-- Data supplied follows --
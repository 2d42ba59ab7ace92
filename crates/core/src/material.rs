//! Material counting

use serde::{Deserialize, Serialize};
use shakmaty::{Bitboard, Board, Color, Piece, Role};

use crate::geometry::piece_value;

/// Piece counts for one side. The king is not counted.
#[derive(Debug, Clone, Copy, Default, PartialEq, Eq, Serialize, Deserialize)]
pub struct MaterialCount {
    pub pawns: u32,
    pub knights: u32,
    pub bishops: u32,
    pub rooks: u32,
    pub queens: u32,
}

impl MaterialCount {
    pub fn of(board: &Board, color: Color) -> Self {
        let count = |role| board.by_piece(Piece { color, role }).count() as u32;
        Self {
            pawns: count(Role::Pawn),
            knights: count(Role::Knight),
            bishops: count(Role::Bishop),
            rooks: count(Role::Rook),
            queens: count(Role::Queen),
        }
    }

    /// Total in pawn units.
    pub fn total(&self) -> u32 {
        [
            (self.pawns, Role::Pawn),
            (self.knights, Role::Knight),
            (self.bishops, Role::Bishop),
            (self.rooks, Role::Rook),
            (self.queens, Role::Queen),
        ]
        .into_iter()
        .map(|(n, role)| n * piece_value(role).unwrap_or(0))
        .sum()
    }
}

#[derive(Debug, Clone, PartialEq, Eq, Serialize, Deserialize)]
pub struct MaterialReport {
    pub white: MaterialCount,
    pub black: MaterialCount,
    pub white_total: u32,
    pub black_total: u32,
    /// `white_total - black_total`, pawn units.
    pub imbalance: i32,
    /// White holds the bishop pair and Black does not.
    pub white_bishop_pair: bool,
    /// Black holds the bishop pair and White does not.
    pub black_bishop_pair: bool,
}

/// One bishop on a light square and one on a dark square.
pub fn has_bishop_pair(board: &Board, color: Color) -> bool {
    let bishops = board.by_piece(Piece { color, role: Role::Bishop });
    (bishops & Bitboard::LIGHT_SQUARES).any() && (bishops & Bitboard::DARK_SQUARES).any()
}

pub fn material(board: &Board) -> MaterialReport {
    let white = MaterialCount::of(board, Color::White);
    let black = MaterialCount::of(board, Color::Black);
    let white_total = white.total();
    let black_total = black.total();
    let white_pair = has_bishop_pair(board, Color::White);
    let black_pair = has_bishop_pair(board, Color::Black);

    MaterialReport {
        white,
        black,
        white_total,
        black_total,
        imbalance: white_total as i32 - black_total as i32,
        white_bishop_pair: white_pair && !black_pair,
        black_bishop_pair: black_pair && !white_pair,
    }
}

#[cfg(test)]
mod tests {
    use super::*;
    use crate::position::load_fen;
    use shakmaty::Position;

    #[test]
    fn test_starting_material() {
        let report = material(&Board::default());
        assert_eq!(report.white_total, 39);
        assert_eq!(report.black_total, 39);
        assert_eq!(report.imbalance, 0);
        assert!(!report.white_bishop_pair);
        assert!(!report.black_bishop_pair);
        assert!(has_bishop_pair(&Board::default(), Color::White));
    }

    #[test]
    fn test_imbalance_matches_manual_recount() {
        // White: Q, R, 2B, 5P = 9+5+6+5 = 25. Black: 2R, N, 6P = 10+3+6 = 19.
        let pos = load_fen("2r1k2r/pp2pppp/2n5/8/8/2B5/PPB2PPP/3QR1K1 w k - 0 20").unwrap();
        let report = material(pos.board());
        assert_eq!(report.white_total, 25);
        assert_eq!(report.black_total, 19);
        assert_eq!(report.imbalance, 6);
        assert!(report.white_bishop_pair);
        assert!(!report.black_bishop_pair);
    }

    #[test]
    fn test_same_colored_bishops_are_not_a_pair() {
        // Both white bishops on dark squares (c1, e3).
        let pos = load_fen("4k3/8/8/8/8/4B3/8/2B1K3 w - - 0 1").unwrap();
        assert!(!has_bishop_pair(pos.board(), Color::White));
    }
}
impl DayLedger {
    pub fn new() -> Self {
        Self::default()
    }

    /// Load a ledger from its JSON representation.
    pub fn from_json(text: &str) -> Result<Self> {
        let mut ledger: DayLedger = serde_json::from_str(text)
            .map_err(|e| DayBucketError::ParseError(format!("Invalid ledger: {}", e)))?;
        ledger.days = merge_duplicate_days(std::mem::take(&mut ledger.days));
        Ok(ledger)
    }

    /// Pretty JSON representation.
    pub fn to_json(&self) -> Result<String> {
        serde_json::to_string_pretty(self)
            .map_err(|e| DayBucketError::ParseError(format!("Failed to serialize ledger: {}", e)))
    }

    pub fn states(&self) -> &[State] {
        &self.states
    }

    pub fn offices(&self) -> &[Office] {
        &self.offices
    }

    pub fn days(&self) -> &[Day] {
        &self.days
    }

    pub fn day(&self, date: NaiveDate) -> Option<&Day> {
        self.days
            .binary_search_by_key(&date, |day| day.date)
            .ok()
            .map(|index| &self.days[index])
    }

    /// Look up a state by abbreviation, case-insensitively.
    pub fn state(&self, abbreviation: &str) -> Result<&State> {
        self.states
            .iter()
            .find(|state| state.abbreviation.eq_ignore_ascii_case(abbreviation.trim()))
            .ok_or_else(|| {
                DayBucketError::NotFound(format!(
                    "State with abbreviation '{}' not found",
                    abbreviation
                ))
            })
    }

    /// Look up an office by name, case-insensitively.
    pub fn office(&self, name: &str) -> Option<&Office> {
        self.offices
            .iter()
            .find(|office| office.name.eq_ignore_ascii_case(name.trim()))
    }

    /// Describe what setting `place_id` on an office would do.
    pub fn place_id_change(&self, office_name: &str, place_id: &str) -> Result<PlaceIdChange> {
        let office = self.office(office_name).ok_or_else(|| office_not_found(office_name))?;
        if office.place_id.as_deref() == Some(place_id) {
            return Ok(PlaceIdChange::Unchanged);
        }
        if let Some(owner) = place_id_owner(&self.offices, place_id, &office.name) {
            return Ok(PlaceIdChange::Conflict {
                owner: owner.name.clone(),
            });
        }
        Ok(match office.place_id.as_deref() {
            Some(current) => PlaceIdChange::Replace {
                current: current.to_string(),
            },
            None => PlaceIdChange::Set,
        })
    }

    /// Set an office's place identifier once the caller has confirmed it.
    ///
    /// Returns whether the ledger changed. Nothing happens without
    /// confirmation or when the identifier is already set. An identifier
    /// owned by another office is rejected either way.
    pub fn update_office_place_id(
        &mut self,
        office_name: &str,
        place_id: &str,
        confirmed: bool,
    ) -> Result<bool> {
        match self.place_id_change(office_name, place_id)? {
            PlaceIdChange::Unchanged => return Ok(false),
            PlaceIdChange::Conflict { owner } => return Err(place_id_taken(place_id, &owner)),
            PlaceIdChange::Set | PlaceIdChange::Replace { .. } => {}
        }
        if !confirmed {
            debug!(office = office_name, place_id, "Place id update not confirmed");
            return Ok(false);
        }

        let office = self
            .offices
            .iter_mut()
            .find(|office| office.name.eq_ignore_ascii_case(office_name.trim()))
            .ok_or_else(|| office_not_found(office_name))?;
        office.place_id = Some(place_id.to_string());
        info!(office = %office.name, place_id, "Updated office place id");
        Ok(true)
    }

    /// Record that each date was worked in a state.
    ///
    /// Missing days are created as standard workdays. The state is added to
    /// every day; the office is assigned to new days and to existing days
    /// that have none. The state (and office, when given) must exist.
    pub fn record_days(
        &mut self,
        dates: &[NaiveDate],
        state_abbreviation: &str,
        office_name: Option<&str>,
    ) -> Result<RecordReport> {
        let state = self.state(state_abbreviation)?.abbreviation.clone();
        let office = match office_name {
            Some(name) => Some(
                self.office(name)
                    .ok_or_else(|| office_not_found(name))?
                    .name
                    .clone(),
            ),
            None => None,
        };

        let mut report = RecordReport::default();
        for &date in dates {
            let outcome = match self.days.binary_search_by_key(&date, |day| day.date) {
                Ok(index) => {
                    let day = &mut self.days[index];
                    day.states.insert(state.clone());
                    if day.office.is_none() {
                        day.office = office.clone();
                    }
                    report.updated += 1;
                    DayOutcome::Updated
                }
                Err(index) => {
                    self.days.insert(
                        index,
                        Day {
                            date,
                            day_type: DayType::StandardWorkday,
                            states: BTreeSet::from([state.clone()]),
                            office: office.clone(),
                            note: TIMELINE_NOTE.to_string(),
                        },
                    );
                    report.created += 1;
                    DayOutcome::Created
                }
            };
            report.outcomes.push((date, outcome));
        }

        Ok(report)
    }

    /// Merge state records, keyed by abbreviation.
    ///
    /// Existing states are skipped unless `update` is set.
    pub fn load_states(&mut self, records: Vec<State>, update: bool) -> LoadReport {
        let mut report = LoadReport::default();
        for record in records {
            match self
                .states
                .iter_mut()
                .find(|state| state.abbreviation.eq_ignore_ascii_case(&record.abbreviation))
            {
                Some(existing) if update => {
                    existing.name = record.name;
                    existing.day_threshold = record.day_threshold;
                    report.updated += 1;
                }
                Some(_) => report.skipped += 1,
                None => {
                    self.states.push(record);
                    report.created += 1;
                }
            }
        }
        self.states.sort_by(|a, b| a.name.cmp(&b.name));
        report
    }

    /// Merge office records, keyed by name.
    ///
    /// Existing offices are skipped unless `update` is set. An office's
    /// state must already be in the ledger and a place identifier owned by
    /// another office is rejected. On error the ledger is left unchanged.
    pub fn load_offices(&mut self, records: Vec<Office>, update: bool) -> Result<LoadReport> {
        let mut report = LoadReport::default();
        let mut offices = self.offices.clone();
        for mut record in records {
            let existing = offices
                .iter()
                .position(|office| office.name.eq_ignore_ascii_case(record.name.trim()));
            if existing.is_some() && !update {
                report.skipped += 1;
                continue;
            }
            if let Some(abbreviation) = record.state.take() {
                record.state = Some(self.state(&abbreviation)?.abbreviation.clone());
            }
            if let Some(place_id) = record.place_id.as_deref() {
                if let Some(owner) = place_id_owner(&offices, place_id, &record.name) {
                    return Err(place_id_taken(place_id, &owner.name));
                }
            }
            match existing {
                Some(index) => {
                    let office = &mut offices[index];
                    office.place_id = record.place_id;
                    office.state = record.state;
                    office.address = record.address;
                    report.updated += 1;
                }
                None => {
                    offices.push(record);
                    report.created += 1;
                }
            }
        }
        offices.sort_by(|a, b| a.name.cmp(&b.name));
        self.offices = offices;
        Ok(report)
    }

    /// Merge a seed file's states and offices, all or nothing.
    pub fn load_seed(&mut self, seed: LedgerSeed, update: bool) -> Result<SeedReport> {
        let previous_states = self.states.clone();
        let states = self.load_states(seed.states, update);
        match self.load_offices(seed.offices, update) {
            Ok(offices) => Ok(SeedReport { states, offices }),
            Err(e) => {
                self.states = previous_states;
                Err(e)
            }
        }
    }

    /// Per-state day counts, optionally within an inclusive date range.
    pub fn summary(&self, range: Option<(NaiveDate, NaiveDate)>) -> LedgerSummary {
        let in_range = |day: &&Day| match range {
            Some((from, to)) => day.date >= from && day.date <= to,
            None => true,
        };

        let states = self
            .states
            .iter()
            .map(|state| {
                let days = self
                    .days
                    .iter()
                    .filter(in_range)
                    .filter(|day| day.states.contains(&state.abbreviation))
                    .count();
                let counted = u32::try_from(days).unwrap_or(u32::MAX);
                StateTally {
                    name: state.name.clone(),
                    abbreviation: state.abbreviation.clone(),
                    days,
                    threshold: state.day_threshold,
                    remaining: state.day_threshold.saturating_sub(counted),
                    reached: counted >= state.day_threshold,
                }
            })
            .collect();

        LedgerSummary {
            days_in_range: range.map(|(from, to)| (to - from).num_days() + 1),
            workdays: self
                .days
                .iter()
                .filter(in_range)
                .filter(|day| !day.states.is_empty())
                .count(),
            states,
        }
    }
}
-- Data supplied concluded --
Problem details -> Answer with nothing but the count of lines in the entries that hold the word "format".

Expected answer -> 3